TASK DETAILS: Where does the string "config" appear in the records? Copy each line that holds it.

DATASET RECORDS:

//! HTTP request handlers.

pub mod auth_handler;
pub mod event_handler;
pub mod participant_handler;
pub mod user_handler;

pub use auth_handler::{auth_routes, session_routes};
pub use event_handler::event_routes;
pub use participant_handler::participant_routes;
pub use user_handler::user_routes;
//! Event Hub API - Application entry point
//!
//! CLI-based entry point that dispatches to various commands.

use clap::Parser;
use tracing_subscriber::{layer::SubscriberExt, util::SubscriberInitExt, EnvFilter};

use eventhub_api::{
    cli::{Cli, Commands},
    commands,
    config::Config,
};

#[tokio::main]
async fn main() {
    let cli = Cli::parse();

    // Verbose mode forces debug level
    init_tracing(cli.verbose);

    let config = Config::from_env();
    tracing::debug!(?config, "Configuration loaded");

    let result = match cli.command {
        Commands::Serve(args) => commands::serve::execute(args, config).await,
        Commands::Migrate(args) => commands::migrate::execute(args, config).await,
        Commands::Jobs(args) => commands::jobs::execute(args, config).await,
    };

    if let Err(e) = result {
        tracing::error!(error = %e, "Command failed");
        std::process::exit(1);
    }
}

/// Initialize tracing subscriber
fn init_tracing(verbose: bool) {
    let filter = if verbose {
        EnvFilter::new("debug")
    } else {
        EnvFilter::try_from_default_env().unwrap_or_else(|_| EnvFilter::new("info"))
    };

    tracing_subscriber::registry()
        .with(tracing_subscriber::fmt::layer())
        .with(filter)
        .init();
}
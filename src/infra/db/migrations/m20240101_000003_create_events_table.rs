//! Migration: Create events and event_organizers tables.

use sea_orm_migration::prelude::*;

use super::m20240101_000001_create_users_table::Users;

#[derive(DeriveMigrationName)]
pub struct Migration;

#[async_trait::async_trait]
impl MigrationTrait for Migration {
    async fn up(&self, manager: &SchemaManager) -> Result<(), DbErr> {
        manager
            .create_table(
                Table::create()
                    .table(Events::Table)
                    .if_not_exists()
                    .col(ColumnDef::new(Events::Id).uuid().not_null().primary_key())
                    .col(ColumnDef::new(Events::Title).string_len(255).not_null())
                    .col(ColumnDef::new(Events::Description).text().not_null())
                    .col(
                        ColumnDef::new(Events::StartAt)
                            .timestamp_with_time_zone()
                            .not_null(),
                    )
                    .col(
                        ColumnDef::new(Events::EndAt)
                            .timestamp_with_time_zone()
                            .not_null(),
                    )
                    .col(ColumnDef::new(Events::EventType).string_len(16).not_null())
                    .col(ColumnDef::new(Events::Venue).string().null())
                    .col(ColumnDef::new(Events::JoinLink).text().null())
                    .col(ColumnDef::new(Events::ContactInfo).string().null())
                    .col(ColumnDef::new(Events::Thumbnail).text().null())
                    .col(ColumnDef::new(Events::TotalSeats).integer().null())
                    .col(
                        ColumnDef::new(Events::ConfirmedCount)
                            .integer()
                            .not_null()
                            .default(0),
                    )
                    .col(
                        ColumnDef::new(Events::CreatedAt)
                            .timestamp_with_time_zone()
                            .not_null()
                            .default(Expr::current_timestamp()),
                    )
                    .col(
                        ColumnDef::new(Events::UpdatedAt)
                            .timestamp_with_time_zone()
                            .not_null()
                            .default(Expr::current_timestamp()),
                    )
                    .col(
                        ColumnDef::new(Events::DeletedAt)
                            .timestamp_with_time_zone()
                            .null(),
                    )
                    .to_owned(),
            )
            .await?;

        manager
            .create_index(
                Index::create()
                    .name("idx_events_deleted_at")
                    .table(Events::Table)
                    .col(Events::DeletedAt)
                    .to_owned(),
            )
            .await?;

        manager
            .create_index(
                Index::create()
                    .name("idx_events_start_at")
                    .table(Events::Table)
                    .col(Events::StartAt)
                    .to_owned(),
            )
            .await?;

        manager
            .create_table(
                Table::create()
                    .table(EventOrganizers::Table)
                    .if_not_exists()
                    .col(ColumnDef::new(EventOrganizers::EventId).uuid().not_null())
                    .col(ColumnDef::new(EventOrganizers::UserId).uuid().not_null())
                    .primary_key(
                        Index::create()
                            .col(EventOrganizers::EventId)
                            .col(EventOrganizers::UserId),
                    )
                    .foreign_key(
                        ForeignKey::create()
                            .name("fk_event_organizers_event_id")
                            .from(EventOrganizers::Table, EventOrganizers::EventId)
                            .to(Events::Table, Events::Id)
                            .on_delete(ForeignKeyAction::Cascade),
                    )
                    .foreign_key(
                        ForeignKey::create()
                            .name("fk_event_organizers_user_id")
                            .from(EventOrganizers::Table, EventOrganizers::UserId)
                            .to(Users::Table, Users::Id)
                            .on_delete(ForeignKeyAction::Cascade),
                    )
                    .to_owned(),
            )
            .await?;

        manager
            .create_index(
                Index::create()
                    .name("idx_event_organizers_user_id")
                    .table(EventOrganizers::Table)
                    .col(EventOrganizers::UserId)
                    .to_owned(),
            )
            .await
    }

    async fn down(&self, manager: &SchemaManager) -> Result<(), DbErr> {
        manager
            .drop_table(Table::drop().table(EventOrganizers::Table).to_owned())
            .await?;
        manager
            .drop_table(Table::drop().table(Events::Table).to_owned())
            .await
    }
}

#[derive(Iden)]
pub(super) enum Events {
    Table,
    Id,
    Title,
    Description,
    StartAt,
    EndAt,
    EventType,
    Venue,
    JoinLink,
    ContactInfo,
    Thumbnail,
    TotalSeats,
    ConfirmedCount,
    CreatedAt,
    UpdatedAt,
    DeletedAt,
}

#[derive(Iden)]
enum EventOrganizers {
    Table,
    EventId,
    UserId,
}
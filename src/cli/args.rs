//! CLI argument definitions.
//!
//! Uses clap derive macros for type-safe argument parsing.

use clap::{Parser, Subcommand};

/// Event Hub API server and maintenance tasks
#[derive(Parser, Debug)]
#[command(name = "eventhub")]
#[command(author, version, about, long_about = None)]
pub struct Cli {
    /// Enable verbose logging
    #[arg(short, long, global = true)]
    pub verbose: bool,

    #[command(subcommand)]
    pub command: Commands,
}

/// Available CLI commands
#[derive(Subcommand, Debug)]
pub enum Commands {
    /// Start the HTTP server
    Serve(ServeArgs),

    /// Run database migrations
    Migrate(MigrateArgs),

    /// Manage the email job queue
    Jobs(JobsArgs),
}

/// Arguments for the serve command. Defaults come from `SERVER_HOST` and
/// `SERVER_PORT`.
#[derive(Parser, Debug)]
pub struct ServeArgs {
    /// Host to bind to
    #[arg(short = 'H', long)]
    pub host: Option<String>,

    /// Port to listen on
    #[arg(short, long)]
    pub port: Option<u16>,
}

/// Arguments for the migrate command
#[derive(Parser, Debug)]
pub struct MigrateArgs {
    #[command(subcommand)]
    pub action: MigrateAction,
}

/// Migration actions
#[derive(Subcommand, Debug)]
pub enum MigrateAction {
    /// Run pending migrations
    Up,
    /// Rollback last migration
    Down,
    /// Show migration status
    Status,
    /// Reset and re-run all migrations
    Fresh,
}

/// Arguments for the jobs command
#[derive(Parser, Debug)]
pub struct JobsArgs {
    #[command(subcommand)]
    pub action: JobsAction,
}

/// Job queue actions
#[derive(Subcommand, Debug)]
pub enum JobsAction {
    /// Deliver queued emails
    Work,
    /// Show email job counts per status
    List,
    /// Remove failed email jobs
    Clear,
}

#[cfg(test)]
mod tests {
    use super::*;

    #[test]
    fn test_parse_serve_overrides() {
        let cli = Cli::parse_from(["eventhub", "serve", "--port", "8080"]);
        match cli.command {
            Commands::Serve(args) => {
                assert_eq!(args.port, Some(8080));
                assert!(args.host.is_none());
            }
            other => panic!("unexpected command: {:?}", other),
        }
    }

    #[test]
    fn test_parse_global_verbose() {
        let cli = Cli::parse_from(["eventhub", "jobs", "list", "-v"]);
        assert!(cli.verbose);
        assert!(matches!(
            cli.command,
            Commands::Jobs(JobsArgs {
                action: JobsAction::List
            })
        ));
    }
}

REPLY:
    config::Config,
    let config = Config::from_env();
    tracing::debug!(?config, "Configuration loaded");
        Commands::Serve(args) => commands::serve::execute(args, config).await,
        Commands::Migrate(args) => commands::migrate::execute(args, config).await,
        Commands::Jobs(args) => commands::jobs::execute(args, config).await,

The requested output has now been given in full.